Il a également indiqué que «les relations dans le monde sont basées sur une logique froide du profit, il est donc clair que les laboratoires les plus développés gagnent de l'argent pour en faire une arme économique, voire un outil de pression, et par ricochet, c'est la santé financière de ces trusts pharmaceutiques qui prime sur la santé humaine», a-t-il déploré. «Heureusement», s'est réjoui le Dr Berkani, que «les pays producteurs commencent à prendre conscience de ce dilemme et qu'ils affichent, désormais, un intérêt palpable pour que toute l'humanité soit protégée sans discrimination», allusion faite aux positions des uns et des autres exprimées au sommet du G20 à Matera.

«Garantir notre indépendance en matière de médicaments»

«On ne vit pas en autarcie sur cette planète, le monde développé doit savoir que la priorité des temps modernes est de prendre en charge l'humanitaire d'abord», a encore plaidé Bekkat Berkani, ajoutant que «les puissants de ce monde doivent savoir que les pays à faibles revenus ont d'autres besoins à satisfaire au lieu de courir derrière des vaccins excessivement chers par rapport à leurs revenus respectifs», a-t-il souligné. Mettant en avant la situation paradoxale que vit le monde actuellement, le Dr Berkani a relevé que «si le monde est réorienté vers l'économie et la finance, il faut savoir que les places financières à travers le monde n'ont jamais été aussi fortes que maintenant», a-t-il tranché, invitant ces puissances à «comprendre que l'infiniment petit qu'est la fraction virale est là pour nous faire réapprendre notre fragilité en tant qu'êtres humains et surtout notre humilité», a-t-il dit.

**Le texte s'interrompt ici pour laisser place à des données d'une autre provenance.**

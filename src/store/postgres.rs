/// Postgres credential store
///
/// Refresh tokens are never stored in plaintext: the table holds their
/// SHA-256 hash. Revocation deletes the row.

use async_trait::async_trait;
use chrono::Utc;
use sha2::{Digest, Sha256};
use sqlx::PgPool;
use uuid::Uuid;

use super::CredentialStore;
use crate::auth::password::verify_password;
use crate::error::StoreError;

#[derive(Clone)]
pub struct PgCredentialStore {
    pool: PgPool,
}

impl PgCredentialStore {
    pub fn new(pool: PgPool) -> Self {
        Self { pool }
    }
}

/// Hash a refresh token using SHA-256
fn hash_token(token: &str) -> String {
    let mut hasher = Sha256::new();
    hasher.update(token.as_bytes());
    format!("{:x}", hasher.finalize())
}

#[async_trait]
impl CredentialStore for PgCredentialStore {
    async fn resolve_user(&self, email: &str, password: &str) -> Result<Uuid, StoreError> {
        let (user_id, password_hash) = sqlx::query_as::<_, (Uuid, String)>(
            "SELECT id, password_hash FROM users WHERE email = $1",
        )
        .bind(email)
        .fetch_optional(&self.pool)
        .await?
        .ok_or(StoreError::InvalidCredentials)?;

        // Keep bcrypt off the async workers.
        let password = password.to_string();
        let matches = tokio::task::spawn_blocking(move || verify_password(&password, &password_hash))
            .await
            .map_err(|e| StoreError::Storage(format!("Password verification task failed: {}", e)))??;

        if !matches {
            return Err(StoreError::InvalidCredentials);
        }
        Ok(user_id)
    }

    async fn is_registered(&self, refresh_token: &str) -> Result<(), StoreError> {
        let exists = sqlx::query_scalar::<_, bool>(
            "SELECT EXISTS(SELECT 1 FROM refresh_tokens WHERE token_hash = $1)",
        )
        .bind(hash_token(refresh_token))
        .fetch_one(&self.pool)
        .await?;

        if exists {
            Ok(())
        } else {
            Err(StoreError::NotRegistered)
        }
    }

    async fn save(&self, refresh_token: &str) -> Result<(), StoreError> {
        sqlx::query(
            r#"
            INSERT INTO refresh_tokens (token_hash, created_at)
            VALUES ($1, $2)
            ON CONFLICT (token_hash) DO NOTHING
            "#,
        )
        .bind(hash_token(refresh_token))
        .bind(Utc::now())
        .execute(&self.pool)
        .await?;

        Ok(())
    }

    async fn revoke(&self, refresh_token: &str) -> Result<(), StoreError> {
        let result = sqlx::query("DELETE FROM refresh_tokens WHERE token_hash = $1")
            .bind(hash_token(refresh_token))
            .execute(&self.pool)
            .await?;

        if result.rows_affected() == 0 {
            return Err(StoreError::NotRegistered);
        }
        Ok(())
    }

    async fn get_role(&self, user_id: Uuid) -> Result<String, StoreError> {
        sqlx::query_scalar::<_, String>("SELECT role FROM users WHERE id = $1")
            .bind(user_id)
            .fetch_optional(&self.pool)
            .await?
            .ok_or_else(|| StoreError::NotFound(format!("user {}", user_id)))
    }
}
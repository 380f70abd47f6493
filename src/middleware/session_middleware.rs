/// Session Authentication Middleware
///
/// Resolves the session from the `access_token` / `refresh_token` cookies,
/// silently re-mints the access token when only the refresh token is still
/// good, and injects an `AuthenticatedSession` into request extensions for
/// route handlers. Failures never surface as an error body: a required
/// session redirects to the login path, an optional one lets the request
/// through anonymously.

use actix_web::{
    body::EitherBody,
    dev::{forward_ready, Service, ServiceRequest, ServiceResponse, Transform},
    http::header::LOCATION,
    Error, HttpMessage, HttpResponse,
};
use futures::future::LocalBoxFuture;
use std::future::{ready, Ready};
use std::rc::Rc;

use crate::auth::cookies::{removal_cookies, token_cookie, ACCESS_COOKIE, REFRESH_COOKIE};
use crate::auth::{AuthService, SessionGate, SessionOutcome};

#[derive(Clone)]
enum OnReject {
    /// 303 to the login path
    Redirect(String),
    /// Proceed without a session
    Continue,
}

/// Session middleware for cookie-authenticated scopes
pub struct SessionMiddleware {
    gate: SessionGate,
    on_reject: OnReject,
}

impl SessionMiddleware {
    /// Admit only users whose stored role is `required_role`; everyone else
    /// is redirected to `login_path`.
    pub fn require(
        auth: AuthService,
        required_role: impl Into<String>,
        login_path: impl Into<String>,
    ) -> Self {
        Self {
            gate: SessionGate::requiring(auth, required_role),
            on_reject: OnReject::Redirect(login_path.into()),
        }
    }

    /// Authenticate when possible, never reject. Handlers extract
    /// `Option<AuthenticatedSession>`.
    pub fn optional(auth: AuthService) -> Self {
        Self {
            gate: SessionGate::any_role(auth),
            on_reject: OnReject::Continue,
        }
    }
}

impl<S, B> Transform<S, ServiceRequest> for SessionMiddleware
where
    S: Service<ServiceRequest, Response = ServiceResponse<B>, Error = Error> + 'static,
    S::Future: 'static,
    B: 'static,
{
    type Response = ServiceResponse<EitherBody<B>>;
    type Error = Error;
    type InitError = ();
    type Transform = SessionMiddlewareService<S>;
    type Future = Ready<Result<Self::Transform, Self::InitError>>;

    fn new_transform(&self, service: S) -> Self::Future {
        ready(Ok(SessionMiddlewareService {
            service: Rc::new(service),
            gate: Rc::new(self.gate.clone()),
            on_reject: self.on_reject.clone(),
        }))
    }
}

pub struct SessionMiddlewareService<S> {
    service: Rc<S>,
    gate: Rc<SessionGate>,
    on_reject: OnReject,
}

impl<S, B> Service<ServiceRequest> for SessionMiddlewareService<S>
where
    S: Service<ServiceRequest, Response = ServiceResponse<B>, Error = Error> + 'static,
    S::Future: 'static,
    B: 'static,
{
    type Response = ServiceResponse<EitherBody<B>>;
    type Error = Error;
    type Future = LocalBoxFuture<'static, Result<Self::Response, Self::Error>>;

    forward_ready!(service);

    fn call(&self, req: ServiceRequest) -> Self::Future {
        let service = Rc::clone(&self.service);
        let gate = Rc::clone(&self.gate);
        let on_reject = self.on_reject.clone();

        Box::pin(async move {
            let access_token = req.cookie(ACCESS_COOKIE).map(|c| c.value().to_string());
            let refresh_token = req.cookie(REFRESH_COOKIE).map(|c| c.value().to_string());

            match gate
                .resolve(access_token.as_deref(), refresh_token.as_deref())
                .await
            {
                SessionOutcome::Authenticated {
                    session,
                    refreshed_access,
                } => {
                    tracing::debug!(
                        user_id = %session.user_id,
                        role = %session.role,
                        "Session authenticated"
                    );
                    req.extensions_mut().insert(session);

                    let mut res = service.call(req).await?;
                    if let Some(token) = refreshed_access {
                        let cookie = token_cookie(ACCESS_COOKIE, token);
                        if let Err(e) = res.response_mut().add_cookie(&cookie) {
                            tracing::error!(error = %e, "Failed to set refreshed access cookie");
                        }
                    }
                    Ok(res.map_into_left_body())
                }
                SessionOutcome::Rejected {
                    reason,
                    clear_cookies,
                } => {
                    tracing::info!(
                        path = %req.path(),
                        required_role = ?gate.required_role(),
                        reason = %reason,
                        "Session rejected"
                    );

                    match on_reject {
                        OnReject::Continue => {
                            let mut res = service.call(req).await?;
                            if clear_cookies {
                                for cookie in removal_cookies() {
                                    if let Err(e) = res.response_mut().add_cookie(&cookie) {
                                        tracing::error!(error = %e, "Failed to clear token cookie");
                                    }
                                }
                            }
                            Ok(res.map_into_left_body())
                        }
                        OnReject::Redirect(login_path) => {
                            let mut response = HttpResponse::SeeOther();
                            response.insert_header((LOCATION, login_path));
                            if clear_cookies {
                                for cookie in removal_cookies() {
                                    response.cookie(cookie);
                                }
                            }
                            Ok(req.into_response(response.finish()).map_into_right_body())
                        }
                    }
                }
            }
        })
    }
}
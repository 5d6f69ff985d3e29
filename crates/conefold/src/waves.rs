//! Closed-form initial conditions.
//!
//! Waves are radial functions of the physical position, centred on the
//! domain middle. [`Layer::init`](crate::layer::Layer::init) does the
//! index-to-position mapping.

use serde::{Deserialize, Serialize};

use crate::stencil::WaveCell;

/// A scalar field over the plane used as the initial intensity.
pub trait InitialWave {
    /// Intensity at physical position `(x, y)`.
    fn intensity(&self, x: f64, y: f64) -> f64;

    /// Initial wave cell at `(x, y)`, with unit speed factor.
    fn cell(&self, x: f64, y: f64) -> WaveCell {
        WaveCell::new(1.0, self.intensity(x, y))
    }
}

/// `a * (cos(r * f) + 1) / (r + 1)`: a damped ring pattern.
#[derive(Debug, Clone, Copy, PartialEq, Serialize, Deserialize)]
pub struct CosineHat {
    /// Peak intensity scale.
    pub amplitude: f64,
    /// Radial frequency.
    pub frequency: f64,
}

impl Default for CosineHat {
    fn default() -> Self {
        Self {
            amplitude: 1.0,
            frequency: 0.5,
        }
    }
}

impl InitialWave for CosineHat {
    #[inline]
    fn intensity(&self, x: f64, y: f64) -> f64 {
        let r = (x * x + y * y).sqrt();
        self.amplitude * ((r * self.frequency).cos() + 1.0) / (r + 1.0)
    }
}

/// `a * exp(-r^2 * sweep)`: a single smooth bump.
#[derive(Debug, Clone, Copy, PartialEq, Serialize, Deserialize)]
pub struct Gaussian {
    /// Peak intensity.
    pub amplitude: f64,
    /// Inverse squared width.
    pub sweep: f64,
}

impl Default for Gaussian {
    fn default() -> Self {
        Self {
            amplitude: 1.0,
            sweep: 1.0,
        }
    }
}

impl InitialWave for Gaussian {
    #[inline]
    fn intensity(&self, x: f64, y: f64) -> f64 {
        let r2 = x * x + y * y;
        self.amplitude * (-r2 * self.sweep).exp()
    }
}

/// Runtime selection of the initial wave, as read from configuration.
#[derive(Debug, Clone, Copy, PartialEq, Serialize, Deserialize)]
#[serde(tag = "kind", rename_all = "kebab-case")]
pub enum WaveKind {
    /// See [`CosineHat`].
    CosineHat(CosineHat),
    /// See [`Gaussian`].
    Gaussian(Gaussian),
}

impl Default for WaveKind {
    fn default() -> Self {
        Self::CosineHat(CosineHat::default())
    }
}

impl InitialWave for WaveKind {
    fn intensity(&self, x: f64, y: f64) -> f64 {
        match self {
            Self::CosineHat(w) => w.intensity(x, y),
            Self::Gaussian(w) => w.intensity(x, y),
        }
    }
}

impl std::fmt::Display for WaveKind {
    fn fmt(&self, f: &mut std::fmt::Formatter<'_>) -> std::fmt::Result {
        match self {
            Self::CosineHat(w) => write!(f, "cosine-hat(a={}, f={})", w.amplitude, w.frequency),
            Self::Gaussian(w) => write!(f, "gaussian(a={}, s={})", w.amplitude, w.sweep),
        }
    }
}
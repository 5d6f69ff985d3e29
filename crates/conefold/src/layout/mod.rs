//! Addressing schemes for 2D layers.
//!
//! A layout maps cells of a `2^rank_x × 2^rank_y` domain onto a flat
//! addressing index. The tilings never decode an index back into `(x, y)`:
//! they move through the domain by adding offsets, each of which shifts the
//! index by `count * 2^rank` cells along one axis.
//!
//! Two families are provided:
//!
//! - [`LinearLayout`] - ordinary row-major order
//! - [`ZOrderLayout`] - bit-interleaved Morton order (x in even bits, y in odd bits)
//!
//! Positions one past the last column or row are valid addressing anchors
//! (the ConeFold recursion keeps its fold corners there), but they never
//! name a stored cell.

mod linear;
mod zorder;

pub use linear::LinearLayout;
pub use zorder::{compact_bits, spread_bits, ZOrderLayout};

use serde::{Deserialize, Serialize};

use crate::error::{FoldError, Result};

/// Largest supported domain side rank.
pub const MAX_DOMAIN_RANK: u32 = 15;

/// Apply a signed offset to an addressing index.
#[inline(always)]
pub fn step(idx: usize, delta: isize) -> usize {
    idx.wrapping_add_signed(delta)
}

/// Index arithmetic for one memory layout.
///
/// All offset functions take the index they start from: for the Z-order
/// family a move depends on the carries it produces, so offsets are not
/// translation invariant. `off_right(idx, r, c)` followed by
/// `off_left(.., r, c)` from the resulting index always cancels.
pub trait Layout: Copy + Send + Sync + std::fmt::Debug + 'static {
    /// Log2 of the domain width.
    fn rank_x(&self) -> u32;

    /// Log2 of the domain height.
    fn rank_y(&self) -> u32;

    /// Offset moving `count * 2^rank` cells towards larger x.
    fn off_right(&self, idx: usize, rank: u32, count: usize) -> isize;

    /// Offset moving `count * 2^rank` cells towards smaller x.
    fn off_left(&self, idx: usize, rank: u32, count: usize) -> isize;

    /// Offset moving `count * 2^rank` cells towards larger y.
    fn off_bottom(&self, idx: usize, rank: u32, count: usize) -> isize;

    /// Offset moving `count * 2^rank` cells towards smaller y.
    fn off_top(&self, idx: usize, rank: u32, count: usize) -> isize;

    /// Storage slot of the in-domain cell addressed by `idx`.
    fn slot(&self, idx: usize) -> usize;

    /// Domain width in cells.
    #[inline]
    fn len_x(&self) -> usize {
        1 << self.rank_x()
    }

    /// Domain height in cells.
    #[inline]
    fn len_y(&self) -> usize {
        1 << self.rank_y()
    }

    /// Number of stored cells.
    #[inline]
    fn cell_count(&self) -> usize {
        self.len_x() * self.len_y()
    }

    /// Addressing index of `(x, y)`, reached by walking from the origin.
    fn index_of(&self, x: usize, y: usize) -> usize {
        let idx = step(0, self.off_right(0, 0, x));
        step(idx, self.off_bottom(idx, 0, y))
    }
}

/// Runtime selection of a layout family.
#[derive(Debug, Clone, Copy, PartialEq, Eq, Default, Serialize, Deserialize)]
#[serde(rename_all = "kebab-case")]
pub enum LayoutKind {
    /// Row-major order.
    Linear,
    /// Morton (Z-curve) order.
    #[default]
    ZOrder,
}

impl LayoutKind {
    /// Parse a layout name.
    pub fn parse(s: &str) -> Result<Self> {
        match s.to_lowercase().as_str() {
            "linear" | "row-major" => Ok(Self::Linear),
            "zorder" | "z-order" | "morton" | "zcurve" => Ok(Self::ZOrder),
            _ => Err(FoldError::Config(format!(
                "Unknown layout '{}'. Valid options: linear, zorder",
                s
            ))),
        }
    }
}

impl std::fmt::Display for LayoutKind {
    fn fmt(&self, f: &mut std::fmt::Formatter<'_>) -> std::fmt::Result {
        match self {
            Self::Linear => write!(f, "linear"),
            Self::ZOrder => write!(f, "zorder"),
        }
    }
}

pub(crate) fn check_rank(rank: u32) -> Result<()> {
    if rank == 0 || rank > MAX_DOMAIN_RANK {
        return Err(FoldError::InvalidDomainRank {
            rank,
            max: MAX_DOMAIN_RANK,
        });
    }
    Ok(())
}
//! Error types for the ConeFold CLI.

use thiserror::Error;

/// CLI result type alias.
pub type CliResult<T> = Result<T, CliError>;

/// CLI error type.
#[derive(Error, Debug)]
pub enum CliError {
    /// Failure reported by the solver library, including TOML parse errors.
    #[error("{0}")]
    Fold(#[from] conefold::FoldError),

    /// IO error while reading the config or writing the dump.
    #[error("IO error: {0}")]
    Io(#[from] std::io::Error),

    /// Failure to read a configuration file.
    #[error("Cannot read config '{path}': {source}")]
    ConfigFile {
        /// Path given on the command line.
        path: String,
        /// Underlying read error.
        source: std::io::Error,
    },

    /// Invalid command-line argument.
    #[error("Invalid argument: {0}")]
    InvalidArgument(String),

    /// Progress bar template error.
    #[error("Progress style error: {0}")]
    Progress(String),
}

impl From<indicatif::style::TemplateError> for CliError {
    fn from(e: indicatif::style::TemplateError) -> Self {
        CliError::Progress(e.to_string())
    }
}
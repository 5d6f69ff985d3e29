//! Circular window of time layers.
//!
//! A solver keeps `history + span` layers: `history` completed instants the
//! stencil reads from, followed by `span` slots that one tiling batch fills.
//! Layers are addressed by *logical* position relative to a moving base;
//! rotating the window relabels buffers without copying cell data.
//!
//! ```text
//! logical:  0 .. history-1 | history .. history+span-1
//!           completed      | written by the next batch
//!                      ^ current
//! ```

use std::sync::Arc;

use crate::layer::Layer;
use crate::layout::Layout;

/// Fixed ring of layer buffers.
pub struct LayerRing<T, L> {
    layers: Box<[Layer<T, L>]>,
    history: usize,
}

impl<T: Copy + Default, L: Layout> LayerRing<T, L> {
    /// Allocate `history + span` default-filled layers.
    pub fn new(layout: L, history: usize, span: usize) -> Self {
        assert!(history > 0 && span > 0, "window needs history and span");
        let layers = (0..history + span).map(|_| Layer::new(layout)).collect();
        Self { layers, history }
    }
}

impl<T: Copy, L: Layout> LayerRing<T, L> {
    /// Total number of buffers.
    #[inline]
    pub fn len(&self) -> usize {
        self.layers.len()
    }

    /// Always false; a ring owns at least two buffers.
    #[inline]
    pub fn is_empty(&self) -> bool {
        self.layers.is_empty()
    }

    /// Number of completed instants kept for the stencil.
    #[inline]
    pub fn history(&self) -> usize {
        self.history
    }

    /// Number of instants one batch produces.
    #[inline]
    pub fn span(&self) -> usize {
        self.layers.len() - self.history
    }

    /// Layer at logical position `logical` for a window based at `base`.
    #[inline(always)]
    pub fn layer(&self, base: usize, logical: usize) -> &Layer<T, L> {
        &self.layers[(base + logical) % self.layers.len()]
    }

    /// Frame whose output layer is batch step `slot`.
    #[inline(always)]
    pub(crate) fn frame(&self, base: usize, slot: usize) -> Frame<'_, T, L> {
        debug_assert!(slot < self.span(), "slot {} is out of the batch", slot);
        Frame {
            ring: self,
            base,
            out: self.history + slot,
        }
    }
}

/// The time-layer view handed to a stencil for one output instant.
///
/// Depth `1` is the latest completed instant, depth `2` the one before it,
/// up to the stencil's declared depth.
pub struct Frame<'a, T, L> {
    ring: &'a LayerRing<T, L>,
    base: usize,
    out: usize,
}

impl<'a, T: Copy, L: Layout> Frame<'a, T, L> {
    /// The addressing scheme of every layer in the window.
    #[inline(always)]
    pub fn layout(&self) -> &L {
        self.ring.layers[0].layout()
    }

    /// Cell `idx`, `depth` instants before the output instant.
    #[inline(always)]
    pub fn read(&self, depth: usize, idx: usize) -> T {
        debug_assert!(
            depth >= 1 && depth <= self.ring.history,
            "depth {} is outside the window",
            depth
        );
        self.ring.layer(self.base, self.out - depth).get(idx)
    }

    /// Store the new value of cell `idx` in the output layer.
    ///
    /// # Safety
    ///
    /// The caller must be the only party touching cell `idx` of the output
    /// layer until its completion is published.
    #[inline(always)]
    pub(crate) unsafe fn write(&self, idx: usize, value: T) {
        // SAFETY: forwarded from the caller.
        unsafe { self.ring.layer(self.base, self.out).write(idx, value) }
    }
}

/// A layer ring plus the base that positions the logical window on it.
pub struct LayerWindow<T, L> {
    ring: Arc<LayerRing<T, L>>,
    base: usize,
}

impl<T: Copy + Default, L: Layout> LayerWindow<T, L> {
    /// Allocate a window and let `init` fill the current layer.
    pub fn with_initial(
        layout: L,
        history: usize,
        span: usize,
        init: impl FnOnce(&mut Layer<T, L>),
    ) -> Self {
        let mut ring = LayerRing::new(layout, history, span);
        init(&mut ring.layers[history - 1]);
        Self {
            ring: Arc::new(ring),
            base: 0,
        }
    }
}

impl<T: Copy, L: Layout> LayerWindow<T, L> {
    /// The underlying buffers.
    #[inline]
    pub fn ring(&self) -> &LayerRing<T, L> {
        &self.ring
    }

    /// Current base offset into the ring.
    #[inline]
    pub fn base(&self) -> usize {
        self.base
    }

    /// Number of instants one batch produces.
    #[inline]
    pub fn span(&self) -> usize {
        self.ring.span()
    }

    /// The most recent completed instant.
    #[inline]
    pub fn current(&self) -> &Layer<T, L> {
        self.history(0)
    }

    /// A completed instant, `age` steps older than the current one.
    pub fn history(&self, age: usize) -> &Layer<T, L> {
        assert!(age < self.ring.history, "age {} is not retained", age);
        self.ring.layer(self.base, self.ring.history - 1 - age)
    }

    /// Advance the window so the last `shift` produced slots become history.
    pub fn rotate(&mut self, shift: usize) {
        self.base = (self.base + shift) % self.ring.len();
    }

    /// Undo `shift` steps of rotation.
    pub fn rotate_back(&mut self, shift: usize) {
        let len = self.ring.len();
        self.base = (self.base + len - shift % len) % len;
    }

    pub(crate) fn shared_ring(&self) -> Arc<LayerRing<T, L>> {
        Arc::clone(&self.ring)
    }
}

#[cfg(test)]
mod tests {
    use super::*;
    use crate::layout::LinearLayout;

    fn window() -> LayerWindow<u32, LinearLayout> {
        LayerWindow::with_initial(LinearLayout::square(1).unwrap(), 2, 4, |layer| {
            layer.fill_with(|_, _| 7)
        })
    }

    #[test]
    fn test_initial_layer_is_current() {
        let w = window();
        assert_eq!(w.current().at(1, 1), 7);
        assert_eq!(w.history(1).at(1, 1), 0);
        assert_eq!(w.ring().len(), 6);
        assert_eq!(w.span(), 4);
    }

    #[test]
    fn test_frame_depths_follow_slot() {
        let w = window();
        let ring = w.ring();
        for slot in 0..4 {
            let frame = ring.frame(w.base(), slot);
            // SAFETY: single-threaded test, nobody else touches the ring.
            unsafe { frame.write(0, slot as u32 + 10) };
        }
        let frame = ring.frame(w.base(), 3);
        assert_eq!(frame.read(1, 0), 12);
        assert_eq!(frame.read(2, 0), 11);
        let frame = ring.frame(w.base(), 0);
        assert_eq!(frame.read(1, 0), 7);
    }

    #[test]
    fn test_rotation_relabels_buffers() {
        let mut w = window();
        let ring = w.shared_ring();
        for slot in 0..4 {
            // SAFETY: single-threaded test.
            unsafe { ring.frame(w.base(), slot).write(0, slot as u32 + 10) };
        }
        w.rotate(4);
        assert_eq!(w.current().get(0), 13);
        assert_eq!(w.history(1).get(0), 12);

        w.rotate_back(2);
        assert_eq!(w.current().get(0), 11);
        assert_eq!(w.history(1).get(0), 10);
    }
}
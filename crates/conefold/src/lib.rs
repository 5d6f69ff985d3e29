//! # ConeFold
//!
//! Cache-oblivious space-time tiling for explicit 2D stencil codes, with a
//! dependency-graph scheduler that replays the same decomposition on any
//! number of threads.
//!
//! The crate integrates the scalar wave equation with a leapfrog stencil,
//! but the engine is generic over the [`Stencil`] trait.
//!
//! ## Core Abstractions
//!
//! - [`Layout`] - O(1) offset arithmetic for row-major and Z-order layers
//! - [`Stencil`] - per-cell update rule with a declared footprint
//! - [`Tiling`] - batch traversal ([`ConeFold`], [`RegularTiling`])
//! - [`Grid`] - one recursion level materialized as nodes plus a [`GridGraph`]
//! - [`Executor`] - sequential or thread-pool task runner
//! - [`Simulation`] - solvers that own the time-layer window and advance it
//!
//! ## Example
//!
//! ```
//! use conefold::prelude::*;
//!
//! let layout = ZOrderLayout::square(5)?;
//! let stencil = WaveStencil::for_domain(32.0, 32, 0.5);
//! let wave = Gaussian { amplitude: 1.0, sweep: 0.1 };
//!
//! let mut solver = Solver::with_initial(layout, ConeFold::new(3), stencil, |layer| {
//!     layer.init(32.0, |x, y| wave.cell(x, y))
//! })?;
//! solver.advance(20);
//! assert_eq!(solver.steps_done(), 20);
//! # Ok::<(), conefold::FoldError>(())
//! ```

#![warn(missing_docs)]
#![warn(clippy::all)]
#![deny(unsafe_op_in_unsafe_fn)]

pub mod config;
pub mod error;
pub mod executor;
pub mod grid;
pub mod layer;
pub mod layout;
pub mod run;
pub mod solver;
pub mod stencil;
pub mod tiling;
pub mod waves;
pub mod window;

pub use config::{ExecutionKind, SimulationConfig};
pub use error::{FoldError, Result};
pub use executor::{CountingSemaphore, Executor, SequentialExecutor, ThreadPool};
pub use grid::{Grid, GridGraph, GridNode};
pub use layer::Layer;
pub use layout::{Layout, LayoutKind, LinearLayout, ZOrderLayout};
pub use run::{run, run_with_progress, RunReport};
pub use solver::{Dispatch, ParallelSolver, Simulation, Solver, WavefrontSolver};
pub use stencil::{Side, Stencil, Target, WaveCell, WaveStencil};
pub use tiling::{ConeFold, FoldType, RegularTiling, Tiling, TilingKind};
pub use waves::{CosineHat, Gaussian, InitialWave, WaveKind};
pub use window::{Frame, LayerWindow};

/// Prelude for convenient imports.
pub mod prelude {
    pub use crate::config::{ExecutionKind, SimulationConfig};
    pub use crate::error::{FoldError, Result};
    pub use crate::executor::{Executor, SequentialExecutor, ThreadPool};
    pub use crate::layer::Layer;
    pub use crate::layout::{Layout, LayoutKind, LinearLayout, ZOrderLayout};
    pub use crate::solver::{Dispatch, ParallelSolver, Simulation, Solver, WavefrontSolver};
    pub use crate::stencil::{Side, Stencil, WaveCell, WaveStencil};
    pub use crate::tiling::{ConeFold, RegularTiling, Tiling, TilingKind};
    pub use crate::waves::{CosineHat, Gaussian, InitialWave, WaveKind};
}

Lançant un véritable cri d'alerte, il a affirmé qu'«il y avait menace sur l'humanité, et si on veut préserver l'espèce humaine, il faudra que ces laboratoires qui courent après le profit pensent à faire bénéficier les pays aux revenus faibles de la vaccination contre le Covid-19, parce que réellement il y a menace sur l'humanité tout entière», a-t-il mis en garde. «Pasteur n'a pas gagné de l'argent en inventant le vaccin contre la rage», a-t-il tenu à rappeler.

S'exprimant sur la facture du médicament qui frôle les 4 milliards de dollars, l'orateur a considéré que le ministre chargé de l'Industrie pharmaceutique, Lotfi Benbahmed, «a été nommé à juste titre à ce poste pour donner une substance et une contenance à cette industrie afin d'assurer notre autonomie en fabricant 50% de nos besoins en médicaments et en vaccins», a-t-il relevé. «Il est grand temps de garantir notre indépendance en matière de médicaments, ne serait-ce que pour le volet des maladies chroniques et le Covid-19», a-t-il estimé.

Revenant sur l'épidémie, le même intervenant a rappelé que la seule arme pour détruire le virus reste la vaccination : « nous avançons à petits pas», a-t-il déploré, «une situation aggravée par la réticence des citoyens à se faire vacciner, surtout à cause d'un déficit flagrant en matière de communication par les parties concernées», a-t-il conclu.